Cost / cost effectiveness
Cost–effectiveness data for weekly iron and folic acid supplementation using the proposed formulation are not currently available. The United Nations Children’s Fund (UNICEF) supply catalogue currently lists the 60 mg + 2.8 mg formulation at an indicative price of US$ 1.56 for a bottle of 100 tablets. In comparison the UNICEF supply catalogue indicative price for the 60 mg + 0.4 mg formulation is US$ 0.84 for a bottle of 100 tablets (30).
WHO guidelines
The 2011 WHO guidelines for intermittent iron and folic acid supplementation include a strong recommendation for use of this supplementation as a public health intervention in menstruating women living in areas where anaemia is highly prevalent, to improve their haemoglobin concentrations and iron status and reduce the risk of anaemia (27). The suggested dose is 60 mg elemental iron plus 2.8 mg folic acid, once a week for 3 months, followed by 3 months of no supplementation. The 2016 WHO guidelines on antenatal care for a positive pregnancy experience include a context-specific recommendation for use of intermittent oral iron and folic acid supplementation (120 mg of elemental iron plus 2.8 mg folic acid) once a week for pregnant women to improve maternal and neonatal outcomes, if daily iron is not acceptable due to side-effects and in populations with an anaemia prevalence in pregnant women of less than 20% (28). In 2018, WHO published guidance that summarized the global evidence-informed recommendations that address malnutrition in all its forms in adolescents with the aim of ensuring healthy lives and well-being in this group. In this guidance, intermittent iron and folic acid supplementation is included as one of eight evidence-based nutrition interventions and policies that could affect adolescent nutrition.
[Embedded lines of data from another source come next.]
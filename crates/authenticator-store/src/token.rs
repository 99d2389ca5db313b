//! Token model.
//!
//! A [`Token`] is one account in the authenticator: its display metadata,
//! OTP parameters, the secret, and the mutable state the store keeps for it
//! (the HOTP counter and the last TOTP step that was accepted).

use std::fmt;

use authenticator_core::{hotp, totp, Algorithm, CodeLength, Digest, OtpError, Secret, TimeStep};
use rand::rngs::OsRng;
use rand::RngCore;

// ── Kinds and sections ─────────────────────────────────────────────

/// OTP flavour of a token.
#[derive(Clone, Copy, Debug, PartialEq, Eq, Hash)]
pub enum TokenKind {
    /// Time-based (RFC 6238).
    Totp,
    /// Counter-based (RFC 4226).
    Hotp,
}

impl TokenKind {
    /// The section tokens of this kind are listed in.
    #[must_use]
    pub const fn section(self) -> Section {
        match self {
            Self::Totp => Section::TimeBased,
            Self::Hotp => Section::CounterBased,
        }
    }

    /// Lowercase name used as the `otpauth://` host.
    #[must_use]
    pub const fn uri_name(self) -> &'static str {
        match self {
            Self::Totp => "totp",
            Self::Hotp => "hotp",
        }
    }
}

/// One of the two ordered token lists.
#[derive(Clone, Copy, Debug, PartialEq, Eq, Hash)]
pub enum Section {
    /// TOTP tokens; their codes refresh on their own.
    TimeBased,
    /// HOTP tokens; their codes advance on request.
    CounterBased,
}

impl Section {
    /// Both sections in display order.
    pub const ALL: [Self; 2] = [Self::TimeBased, Self::CounterBased];

    /// Token kind held by this section.
    #[must_use]
    pub const fn kind(self) -> TokenKind {
        match self {
            Self::TimeBased => TokenKind::Totp,
            Self::CounterBased => TokenKind::Hotp,
        }
    }

    /// Value of the `section` column.
    #[must_use]
    pub const fn as_db_str(self) -> &'static str {
        match self {
            Self::TimeBased => "time",
            Self::CounterBased => "counter",
        }
    }
}

impl fmt::Display for Section {
    fn fmt(&self, f: &mut fmt::Formatter<'_>) -> fmt::Result {
        f.write_str(match self {
            Self::TimeBased => "time-based",
            Self::CounterBased => "counter-based",
        })
    }
}

// ── Token ──────────────────────────────────────────────────────────

/// A single OTP account.
///
/// `Debug` is safe to log: the secret prints as `Secret(***)`.
#[derive(Clone, Debug, PartialEq, Eq)]
pub struct Token {
    id: String,
    name: String,
    issuer: Option<String>,
    kind: TokenKind,
    digest: Digest,
    length: CodeLength,
    step: TimeStep,
    counter: u64,
    last_accepted_step: Option<u64>,
    secret: Secret,
}

impl Token {
    /// New time-based token with SHA-1, 6 digits and 30-second steps.
    #[must_use]
    pub fn totp(name: impl Into<String>, secret: Secret) -> Self {
        Self::with_kind(TokenKind::Totp, name.into(), secret, 0)
    }

    /// New counter-based token starting at `counter`, with SHA-1 and 6 digits.
    #[must_use]
    pub fn hotp(name: impl Into<String>, secret: Secret, counter: u64) -> Self {
        Self::with_kind(TokenKind::Hotp, name.into(), secret, counter)
    }

    fn with_kind(kind: TokenKind, name: String, secret: Secret, counter: u64) -> Self {
        Self {
            id: generate_uuid(),
            name,
            issuer: None,
            kind,
            digest: Digest::default(),
            length: CodeLength::default(),
            step: TimeStep::DEFAULT,
            counter,
            last_accepted_step: None,
            secret,
        }
    }

    /// Set the issuer (service name). Empty strings clear it.
    #[must_use]
    pub fn with_issuer(mut self, issuer: impl Into<String>) -> Self {
        let issuer = issuer.into();
        self.issuer = (!issuer.is_empty()).then_some(issuer);
        self
    }

    /// Set the HMAC digest.
    #[must_use]
    pub fn with_digest(mut self, digest: Digest) -> Self {
        self.digest = digest;
        self
    }

    /// Set the code length.
    #[must_use]
    pub fn with_length(mut self, length: CodeLength) -> Self {
        self.length = length;
        self
    }

    /// Set the TOTP period in seconds. Ignored by HOTP code generation but kept
    /// so a token survives an `otpauth://` round trip unchanged.
    ///
    /// # Errors
    ///
    /// Returns [`OtpError::InvalidParameters`] if `period` is zero.
    pub fn with_period(mut self, period: u32) -> Result<Self, OtpError> {
        self.step = TimeStep::new(period, self.step.epoch())?;
        Ok(self)
    }

    /// Rebuild a token loaded from storage.
    #[allow(clippy::too_many_arguments)]
    pub(crate) fn from_parts(
        id: String,
        name: String,
        issuer: Option<String>,
        kind: TokenKind,
        digest: Digest,
        length: CodeLength,
        step: TimeStep,
        counter: u64,
        last_accepted_step: Option<u64>,
        secret: Secret,
    ) -> Self {
        Self {
            id,
            name,
            issuer,
            kind,
            digest,
            length,
            step,
            counter,
            last_accepted_step,
            secret,
        }
    }

    // -- Accessors --

    /// Stable identifier (UUID v4).
    #[must_use]
    pub fn id(&self) -> &str {
        &self.id
    }

    /// Account name (e.g. `alice@example.com`).
    #[must_use]
    pub fn name(&self) -> &str {
        &self.name
    }

    /// Service name, if any.
    #[must_use]
    pub fn issuer(&self) -> Option<&str> {
        self.issuer.as_deref()
    }

    /// `issuer:name`, or just `name` without an issuer.
    #[must_use]
    pub fn label(&self) -> String {
        match &self.issuer {
            Some(issuer) => format!("{issuer}:{}", self.name),
            None => self.name.clone(),
        }
    }

    #[must_use]
    pub const fn kind(&self) -> TokenKind {
        self.kind
    }

    /// Section this token is listed in.
    #[must_use]
    pub const fn section(&self) -> Section {
        self.kind.section()
    }

    #[must_use]
    pub const fn digest(&self) -> Digest {
        self.digest
    }

    #[must_use]
    pub const fn length(&self) -> CodeLength {
        self.length
    }

    /// TOTP period in seconds.
    #[must_use]
    pub const fn period(&self) -> u32 {
        self.step.period()
    }

    /// Next HOTP counter to be used. Always 0 for TOTP tokens.
    #[must_use]
    pub const fn counter(&self) -> u64 {
        self.counter
    }

    /// Last TOTP step accepted by verification, if any.
    #[must_use]
    pub const fn last_accepted_step(&self) -> Option<u64> {
        self.last_accepted_step
    }

    #[must_use]
    pub const fn secret(&self) -> &Secret {
        &self.secret
    }

    /// Engine algorithm for this token.
    #[must_use]
    pub const fn algorithm(&self) -> Algorithm {
        match self.kind {
            TokenKind::Totp => Algorithm::Totp(self.step),
            TokenKind::Hotp => Algorithm::Hotp,
        }
    }

    /// Code displayed for this token at Unix time `now`.
    ///
    /// TOTP tokens use the step containing `now`; HOTP tokens ignore `now`
    /// and use the stored counter.
    ///
    /// # Errors
    ///
    /// Returns [`OtpError::InvalidParameters`] if `now` precedes the TOTP epoch.
    pub fn code_at(&self, now: u64) -> Result<String, OtpError> {
        match self.kind {
            TokenKind::Totp => totp(self.secret.expose(), now, self.step, self.digest, self.length),
            TokenKind::Hotp => hotp(self.secret.expose(), self.counter, self.digest, self.length),
        }
    }

    /// Seconds until the code of a TOTP token changes, `None` for HOTP.
    #[must_use]
    pub fn seconds_remaining(&self, now: u64) -> Option<u32> {
        match self.kind {
            TokenKind::Totp => self.step.seconds_remaining(now).ok(),
            TokenKind::Hotp => None,
        }
    }

    // -- Store-internal mutation --

    pub(crate) fn set_counter(&mut self, counter: u64) {
        self.counter = counter;
    }

    pub(crate) fn set_last_accepted_step(&mut self, step: u64) {
        self.last_accepted_step = Some(step);
    }
}

/// Generate a random UUID v4 string.
pub(crate) fn generate_uuid() -> String {
    let mut bytes = [0u8; 16];
    OsRng.fill_bytes(&mut bytes);

    // Set version (4) and variant (RFC 4122).
    bytes[6] = (bytes[6] & 0x0F) | 0x40;
    bytes[8] = (bytes[8] & 0x3F) | 0x80;

    let hex: String = bytes.iter().map(|b| format!("{b:02x}")).collect();
    format!(
        "{}-{}-{}-{}-{}",
        &hex[0..8],
        &hex[8..12],
        &hex[12..16],
        &hex[16..20],
        &hex[20..32]
    )
}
This guidance draws on the recommendation made by the 2011 guidance described above for menstruating adolescent girls and women (29).
Availability
Market availability of the 60 mg + 2.8 mg formulation of iron and folic acid has been limited but has recently improved. There are currently two approved suppliers of the formulation supplied by UNICEF, who have provided nearly 1.2 million bottles of the supplement since 2019.